use crate::dto::taxonomy::{ClassDto, OrganizationDto, TagDto};
use crate::{Result, SharedError};
use chrono::{DateTime, FixedOffset};
use lazy_static::lazy_static;
use regex::Regex;
use serde::{Deserialize, Serialize};
use validator::Validate;

lazy_static! {
    static ref KEY_REGEX: Regex = Regex::new(r"^[a-z0-9][a-z0-9_-]*$").unwrap();
}

/// One contest as the list page sees it.
///
/// Everything here is pre-computed by the judge for the requesting
/// viewer: the capability booleans are answers to its access rules and
/// the `time_until_*` fields are countdown seeds derived from its clock.
/// The rendering layer never re-derives any of them.
#[derive(Debug, Serialize, Deserialize, Validate, Clone, PartialEq)]
pub struct ContestDto {
    /// URL slug identifying the contest (contest, ranking, and join URLs
    /// are built from it)
    #[validate(regex(path = "KEY_REGEX", message = "Key must be a slug"))]
    pub key: String,

    #[validate(length(
        min = 1,
        max = 128,
        message = "Name must be between 1 and 128 characters"
    ))]
    pub name: String,

    /// Contest start time, in the viewer's offset
    pub start_time: DateTime<FixedOffset>,

    /// Contest end time, in the viewer's offset
    pub end_time: DateTime<FixedOffset>,

    /// Per-participant window length for flexible-window contests.
    /// `None` means the contest runs wall-clock start to end.
    #[serde(default)]
    pub time_limit_secs: Option<u64>,

    #[serde(default)]
    pub is_rated: bool,

    /// Restricted to members of `organizations` when set
    #[serde(default)]
    pub is_organization_private: bool,

    #[serde(default)]
    pub organizations: Vec<OrganizationDto>,

    /// Restricted to members of `classes` when set
    #[serde(default)]
    pub is_private: bool,

    #[serde(default)]
    pub classes: Vec<ClassDto>,

    #[serde(default)]
    pub tags: Vec<TagDto>,

    /// Live participant count
    #[serde(default)]
    pub user_count: u64,

    /// Whether this viewer may join the live contest
    #[serde(default)]
    pub can_join: bool,

    /// Whether this viewer may spectate
    #[serde(default)]
    pub can_spectate: bool,

    /// Whether this viewer may see the contest scoreboard
    #[serde(default)]
    pub can_see_own_scoreboard: bool,

    /// Seconds until the contest starts; set for upcoming contests
    #[serde(default)]
    pub time_until_start_secs: Option<u64>,

    /// Seconds until the contest ends; set for ongoing contests
    #[serde(default)]
    pub time_until_end_secs: Option<u64>,
}

impl ContestDto {
    /// Validates the contest data
    pub fn validate_fields(&self) -> Result<()> {
        self.validate()
            .map_err(|e| SharedError::Validation(e.to_string()))
    }

    /// True for flexible-window contests
    pub fn has_window(&self) -> bool {
        self.time_limit_secs.is_some()
    }

    /// Seconds shown in the Length column: the participant window when
    /// one is set, otherwise the wall-clock span.
    pub fn length_secs(&self) -> u64 {
        match self.time_limit_secs {
            Some(window) => window,
            None => (self.end_time - self.start_time).num_seconds().max(0) as u64,
        }
    }
}

/// A viewer's active enrollment in a contest.
#[derive(Debug, Serialize, Deserialize, Clone, PartialEq)]
pub struct ParticipationDto {
    pub contest: ContestDto,
    /// Seconds left in this viewer's contest window
    pub time_remaining_secs: u64,
}

/// One page of the past-contest table.
#[derive(Debug, Serialize, Deserialize, Clone, PartialEq)]
pub struct ContestPage {
    pub items: Vec<ContestDto>,
    pub total: u64,
    pub page: u32,
    pub page_size: u32,
}

impl ContestPage {
    pub fn total_pages(&self) -> u32 {
        if self.page_size == 0 {
            return 0;
        }
        self.total.div_ceil(self.page_size as u64) as u32
    }

    pub fn has_previous(&self) -> bool {
        self.page > 1
    }

    pub fn has_next(&self) -> bool {
        self.page < self.total_pages()
    }
}

/// The whole view model for the contest hub page, segments in the order
/// the judge computed them.
#[derive(Debug, Serialize, Deserialize, Clone, PartialEq)]
pub struct ContestIndexResponse {
    pub active_participations: Vec<ParticipationDto>,
    pub current: Vec<ContestDto>,
    pub future: Vec<ContestDto>,
    pub past: ContestPage,
}

#[cfg(test)]
mod tests {
    use super::*;
    use pretty_assertions::assert_eq;
    use test_log::test;
    use validator::Validate;

    fn create_test_contest() -> ContestDto {
        ContestDto {
            key: "winter-open-2024".to_string(),
            name: "Winter Open 2024".to_string(),
            start_time: DateTime::parse_from_rfc3339("2024-01-20T17:00:00Z").unwrap(),
            end_time: DateTime::parse_from_rfc3339("2024-01-20T20:00:00Z").unwrap(),
            time_limit_secs: None,
            is_rated: true,
            is_organization_private: false,
            organizations: Vec::new(),
            is_private: false,
            classes: Vec::new(),
            tags: Vec::new(),
            user_count: 412,
            can_join: false,
            can_spectate: false,
            can_see_own_scoreboard: true,
            time_until_start_secs: None,
            time_until_end_secs: None,
        }
    }

    #[test]
    fn test_contest_validation_success() {
        assert!(create_test_contest().validate().is_ok());
    }

    #[test]
    fn test_contest_validation_empty_name() {
        let mut contest = create_test_contest();
        contest.name = String::new();
        let result = contest.validate();
        assert!(result.is_err());
        assert!(result.unwrap_err().field_errors().contains_key("name"));
    }

    #[test]
    fn test_contest_validation_very_long_name() {
        let mut contest = create_test_contest();
        contest.name = "A".repeat(129);
        assert!(contest.validate().is_err());
    }

    #[test]
    fn test_contest_validation_key_is_slug() {
        let mut contest = create_test_contest();
        contest.key = "Winter Open".to_string();
        let result = contest.validate();
        assert!(result.is_err());
        assert!(result.unwrap_err().field_errors().contains_key("key"));
    }

    #[test]
    fn test_validate_fields_maps_to_shared_error() {
        let mut contest = create_test_contest();
        contest.name = String::new();
        match contest.validate_fields() {
            Err(SharedError::Validation(_)) => {}
            other => panic!("expected validation error, got {:?}", other),
        }
    }

    #[test]
    fn test_length_secs_wall_clock() {
        let contest = create_test_contest();
        assert!(!contest.has_window());
        assert_eq!(contest.length_secs(), 3 * 3_600);
    }

    #[test]
    fn test_length_secs_prefers_window() {
        let mut contest = create_test_contest();
        contest.time_limit_secs = Some(7_200);
        assert!(contest.has_window());
        assert_eq!(contest.length_secs(), 7_200);
    }

    #[test]
    fn test_length_secs_clamps_inverted_range() {
        let mut contest = create_test_contest();
        contest.end_time = contest.start_time - chrono::Duration::hours(1);
        assert_eq!(contest.length_secs(), 0);
    }

    #[test]
    fn test_contest_serialization_round_trip() {
        let contest = create_test_contest();
        let json = serde_json::to_string(&contest).unwrap();
        let deserialized: ContestDto = serde_json::from_str(&json).unwrap();
        assert_eq!(contest, deserialized);
    }

    #[test]
    fn test_contest_deserializes_sparse_payload() {
        // The judge omits capability fields for anonymous viewers.
        let json = r#"{
            "key": "old-contest",
            "name": "Old Contest",
            "start_time": "2020-05-01T10:00:00Z",
            "end_time": "2020-05-01T13:00:00Z"
        }"#;
        let contest: ContestDto = serde_json::from_str(json).unwrap();
        assert!(!contest.can_join);
        assert!(!contest.is_rated);
        assert!(contest.organizations.is_empty());
        assert_eq!(contest.user_count, 0);
    }

    #[test]
    fn test_page_total_pages_ceiling() {
        let page = ContestPage {
            items: Vec::new(),
            total: 41,
            page: 1,
            page_size: 20,
        };
        assert_eq!(page.total_pages(), 3);
        assert!(page.has_next());
        assert!(!page.has_previous());
    }

    #[test]
    fn test_page_total_pages_empty() {
        let page = ContestPage {
            items: Vec::new(),
            total: 0,
            page: 1,
            page_size: 20,
        };
        assert_eq!(page.total_pages(), 0);
        assert!(!page.has_next());
        assert!(!page.has_previous());
    }

    #[test]
    fn test_page_last_page_has_no_next() {
        let page = ContestPage {
            items: Vec::new(),
            total: 60,
            page: 3,
            page_size: 20,
        };
        assert_eq!(page.total_pages(), 3);
        assert!(!page.has_next());
        assert!(page.has_previous());
    }

    #[test]
    fn test_participation_round_trip() {
        let participation = ParticipationDto {
            contest: create_test_contest(),
            time_remaining_secs: 5_400,
        };
        let json = serde_json::to_string(&participation).unwrap();
        let deserialized: ParticipationDto = serde_json::from_str(&json).unwrap();
        assert_eq!(deserialized.time_remaining_secs, 5_400);
        assert_eq!(deserialized.contest.key, "winter-open-2024");
    }
}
######
**Work to complete:** Retype the line containing "let participation = ParticipationDto" and each line after it through the end of the listing, exactly, leaving out everything else.

**Written response:**
        let participation = ParticipationDto {
            contest: create_test_contest(),
            time_remaining_secs: 5_400,
        };
        let json = serde_json::to_string(&participation).unwrap();
        let deserialized: ParticipationDto = serde_json::from_str(&json).unwrap();
        assert_eq!(deserialized.time_remaining_secs, 5_400);
        assert_eq!(deserialized.contest.key, "winter-open-2024");
    }
}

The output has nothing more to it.